Exercise requirements> Which lines in the records below contain the word "ApiError"? Copy each one out.

########################################

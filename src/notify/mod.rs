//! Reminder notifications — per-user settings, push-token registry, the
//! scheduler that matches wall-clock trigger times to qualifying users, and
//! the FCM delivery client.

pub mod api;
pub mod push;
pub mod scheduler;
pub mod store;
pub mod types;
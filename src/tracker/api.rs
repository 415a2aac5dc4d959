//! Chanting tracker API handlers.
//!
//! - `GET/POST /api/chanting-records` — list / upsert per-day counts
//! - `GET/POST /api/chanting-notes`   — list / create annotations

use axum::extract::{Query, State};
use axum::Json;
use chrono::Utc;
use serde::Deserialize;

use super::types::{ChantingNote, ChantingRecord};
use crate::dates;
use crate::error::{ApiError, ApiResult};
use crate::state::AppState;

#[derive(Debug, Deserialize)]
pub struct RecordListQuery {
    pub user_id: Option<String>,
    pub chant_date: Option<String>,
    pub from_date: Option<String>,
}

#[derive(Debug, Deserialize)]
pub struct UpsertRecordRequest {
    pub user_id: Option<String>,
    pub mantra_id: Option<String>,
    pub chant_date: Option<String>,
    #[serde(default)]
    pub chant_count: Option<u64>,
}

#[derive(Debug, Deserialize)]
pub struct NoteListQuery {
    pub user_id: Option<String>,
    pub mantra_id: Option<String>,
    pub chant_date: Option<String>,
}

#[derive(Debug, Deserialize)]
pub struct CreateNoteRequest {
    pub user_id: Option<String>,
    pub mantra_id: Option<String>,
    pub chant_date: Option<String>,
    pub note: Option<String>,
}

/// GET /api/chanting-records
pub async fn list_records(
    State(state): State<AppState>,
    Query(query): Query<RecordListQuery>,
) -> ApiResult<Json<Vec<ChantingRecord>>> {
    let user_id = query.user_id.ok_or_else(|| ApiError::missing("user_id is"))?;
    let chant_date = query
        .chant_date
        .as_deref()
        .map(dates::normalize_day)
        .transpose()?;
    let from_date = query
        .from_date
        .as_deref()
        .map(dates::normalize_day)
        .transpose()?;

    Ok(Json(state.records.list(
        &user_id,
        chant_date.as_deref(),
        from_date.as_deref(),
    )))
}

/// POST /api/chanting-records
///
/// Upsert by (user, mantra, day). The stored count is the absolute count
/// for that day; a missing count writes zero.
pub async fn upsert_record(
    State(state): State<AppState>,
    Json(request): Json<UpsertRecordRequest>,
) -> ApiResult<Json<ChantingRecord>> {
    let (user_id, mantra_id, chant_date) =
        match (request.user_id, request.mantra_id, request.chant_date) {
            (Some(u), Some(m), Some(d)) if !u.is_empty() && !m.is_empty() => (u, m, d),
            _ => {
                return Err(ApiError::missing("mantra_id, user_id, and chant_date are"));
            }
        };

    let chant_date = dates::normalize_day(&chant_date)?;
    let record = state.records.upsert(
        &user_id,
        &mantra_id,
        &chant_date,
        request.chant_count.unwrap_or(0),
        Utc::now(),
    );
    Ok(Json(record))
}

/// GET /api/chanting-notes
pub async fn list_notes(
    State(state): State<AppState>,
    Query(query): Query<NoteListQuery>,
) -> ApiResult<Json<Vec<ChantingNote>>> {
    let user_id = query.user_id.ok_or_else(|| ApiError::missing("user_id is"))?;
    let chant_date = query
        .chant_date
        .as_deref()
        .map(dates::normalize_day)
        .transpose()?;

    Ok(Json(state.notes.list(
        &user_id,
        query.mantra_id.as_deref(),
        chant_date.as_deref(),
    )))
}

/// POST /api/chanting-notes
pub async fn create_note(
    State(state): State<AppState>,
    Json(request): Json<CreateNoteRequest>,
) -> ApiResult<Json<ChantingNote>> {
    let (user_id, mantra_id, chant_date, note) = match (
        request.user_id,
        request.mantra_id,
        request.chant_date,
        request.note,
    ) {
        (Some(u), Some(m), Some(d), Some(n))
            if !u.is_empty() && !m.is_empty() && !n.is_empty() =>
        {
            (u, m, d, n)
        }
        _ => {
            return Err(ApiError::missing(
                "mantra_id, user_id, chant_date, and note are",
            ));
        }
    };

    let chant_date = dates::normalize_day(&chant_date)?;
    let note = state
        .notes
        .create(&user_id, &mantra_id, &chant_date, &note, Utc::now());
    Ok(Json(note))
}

########################################

Exercise response>
use crate::error::{ApiError, ApiResult};
    let user_id = query.user_id.ok_or_else(|| ApiError::missing("user_id is"))?;
                return Err(ApiError::missing("mantra_id, user_id, and chant_date are"));
    let user_id = query.user_id.ok_or_else(|| ApiError::missing("user_id is"))?;
            return Err(ApiError::missing(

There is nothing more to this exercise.